━━ DATA
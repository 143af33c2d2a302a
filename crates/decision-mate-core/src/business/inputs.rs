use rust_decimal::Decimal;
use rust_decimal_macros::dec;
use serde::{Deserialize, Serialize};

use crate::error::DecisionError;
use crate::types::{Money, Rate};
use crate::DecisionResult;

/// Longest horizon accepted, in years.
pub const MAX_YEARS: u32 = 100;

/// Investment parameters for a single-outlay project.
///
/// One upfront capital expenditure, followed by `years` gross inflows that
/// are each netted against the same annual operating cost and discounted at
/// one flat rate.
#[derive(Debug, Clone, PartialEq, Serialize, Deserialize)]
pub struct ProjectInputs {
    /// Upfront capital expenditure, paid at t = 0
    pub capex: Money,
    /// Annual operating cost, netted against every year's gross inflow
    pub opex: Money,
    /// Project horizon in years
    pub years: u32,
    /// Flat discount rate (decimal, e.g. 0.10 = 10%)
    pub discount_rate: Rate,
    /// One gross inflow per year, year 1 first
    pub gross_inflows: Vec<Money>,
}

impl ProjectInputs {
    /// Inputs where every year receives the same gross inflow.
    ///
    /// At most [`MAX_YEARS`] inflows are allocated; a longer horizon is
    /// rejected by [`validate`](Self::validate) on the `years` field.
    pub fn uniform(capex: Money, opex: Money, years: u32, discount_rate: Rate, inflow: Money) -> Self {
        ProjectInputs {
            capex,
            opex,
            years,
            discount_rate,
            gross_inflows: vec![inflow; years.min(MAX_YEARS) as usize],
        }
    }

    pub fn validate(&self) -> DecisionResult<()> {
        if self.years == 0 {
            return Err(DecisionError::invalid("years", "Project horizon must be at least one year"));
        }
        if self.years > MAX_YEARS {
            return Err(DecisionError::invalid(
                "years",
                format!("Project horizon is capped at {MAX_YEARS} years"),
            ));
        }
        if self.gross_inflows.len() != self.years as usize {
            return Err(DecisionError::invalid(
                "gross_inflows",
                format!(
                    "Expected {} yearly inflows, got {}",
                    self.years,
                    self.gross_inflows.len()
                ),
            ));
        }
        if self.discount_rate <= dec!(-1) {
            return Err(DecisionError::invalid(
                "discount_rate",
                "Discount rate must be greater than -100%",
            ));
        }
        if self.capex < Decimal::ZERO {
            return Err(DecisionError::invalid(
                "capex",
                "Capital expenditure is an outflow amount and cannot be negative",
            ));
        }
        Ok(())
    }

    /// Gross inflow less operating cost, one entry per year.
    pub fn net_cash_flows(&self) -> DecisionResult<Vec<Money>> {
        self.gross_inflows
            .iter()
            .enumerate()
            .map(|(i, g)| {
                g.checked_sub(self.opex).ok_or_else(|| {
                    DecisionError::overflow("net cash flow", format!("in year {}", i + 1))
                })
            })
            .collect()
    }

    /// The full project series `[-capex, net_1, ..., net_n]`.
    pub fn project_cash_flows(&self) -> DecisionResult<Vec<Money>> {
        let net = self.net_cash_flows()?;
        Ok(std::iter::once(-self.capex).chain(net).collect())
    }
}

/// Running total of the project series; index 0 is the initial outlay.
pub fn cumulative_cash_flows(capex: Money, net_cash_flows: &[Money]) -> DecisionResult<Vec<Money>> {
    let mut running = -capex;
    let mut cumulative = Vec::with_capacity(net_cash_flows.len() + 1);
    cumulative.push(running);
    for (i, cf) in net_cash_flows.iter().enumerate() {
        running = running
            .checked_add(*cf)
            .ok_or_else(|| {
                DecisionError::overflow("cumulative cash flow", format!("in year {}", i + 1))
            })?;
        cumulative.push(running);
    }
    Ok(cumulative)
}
━━━━
§ **EXERCISE PROMPT**
All records above must be returned exactly as they appear.

§ **WRITTEN SOLUTION**
repository 143af33c2d2a302a
filename crates/decision-mate-core/src/business/inputs.rs
use rust_decimal::Decimal;
use rust_decimal_macros::dec;
use serde::{Deserialize, Serialize};

use crate::error::DecisionError;
use crate::types::{Money, Rate};
use crate::DecisionResult;

/// Longest horizon accepted, in years.
pub const MAX_YEARS: u32 = 100;

/// Investment parameters for a single-outlay project.
///
/// One upfront capital expenditure, followed by `years` gross inflows that
/// are each netted against the same annual operating cost and discounted at
/// one flat rate.
#[derive(Debug, Clone, PartialEq, Serialize, Deserialize)]
pub struct ProjectInputs {
    /// Upfront capital expenditure, paid at t = 0
    pub capex: Money,
    /// Annual operating cost, netted against every year's gross inflow
    pub opex: Money,
    /// Project horizon in years
    pub years: u32,
    /// Flat discount rate (decimal, e.g. 0.10 = 10%)
    pub discount_rate: Rate,
    /// One gross inflow per year, year 1 first
    pub gross_inflows: Vec<Money>,
}

impl ProjectInputs {
    /// Inputs where every year receives the same gross inflow.
    ///
    /// At most [`MAX_YEARS`] inflows are allocated; a longer horizon is
    /// rejected by [`validate`](Self::validate) on the `years` field.
    pub fn uniform(capex: Money, opex: Money, years: u32, discount_rate: Rate, inflow: Money) -> Self {
        ProjectInputs {
            capex,
            opex,
            years,
            discount_rate,
            gross_inflows: vec![inflow; years.min(MAX_YEARS) as usize],
        }
    }

    pub fn validate(&self) -> DecisionResult<()> {
        if self.years == 0 {
            return Err(DecisionError::invalid("years", "Project horizon must be at least one year"));
        }
        if self.years > MAX_YEARS {
            return Err(DecisionError::invalid(
                "years",
                format!("Project horizon is capped at {MAX_YEARS} years"),
            ));
        }
        if self.gross_inflows.len() != self.years as usize {
            return Err(DecisionError::invalid(
                "gross_inflows",
                format!(
                    "Expected {} yearly inflows, got {}",
                    self.years,
                    self.gross_inflows.len()
                ),
            ));
        }
        if self.discount_rate <= dec!(-1) {
            return Err(DecisionError::invalid(
                "discount_rate",
                "Discount rate must be greater than -100%",
            ));
        }
        if self.capex < Decimal::ZERO {
            return Err(DecisionError::invalid(
                "capex",
                "Capital expenditure is an outflow amount and cannot be negative",
            ));
        }
        Ok(())
    }

    /// Gross inflow less operating cost, one entry per year.
    pub fn net_cash_flows(&self) -> DecisionResult<Vec<Money>> {
        self.gross_inflows
            .iter()
            .enumerate()
            .map(|(i, g)| {
                g.checked_sub(self.opex).ok_or_else(|| {
                    DecisionError::overflow("net cash flow", format!("in year {}", i + 1))
                })
            })
            .collect()
    }

    /// The full project series `[-capex, net_1, ..., net_n]`.
    pub fn project_cash_flows(&self) -> DecisionResult<Vec<Money>> {
        let net = self.net_cash_flows()?;
        Ok(std::iter::once(-self.capex).chain(net).collect())
    }
}

/// Running total of the project series; index 0 is the initial outlay.
pub fn cumulative_cash_flows(capex: Money, net_cash_flows: &[Money]) -> DecisionResult<Vec<Money>> {
    let mut running = -capex;
    let mut cumulative = Vec::with_capacity(net_cash_flows.len() + 1);
    cumulative.push(running);
    for (i, cf) in net_cash_flows.iter().enumerate() {
        running = running
            .checked_add(*cf)
            .ok_or_else(|| {
                DecisionError::overflow("cumulative cash flow", format!("in year {}", i + 1))
            })?;
        cumulative.push(running);
    }
    Ok(cumulative)
}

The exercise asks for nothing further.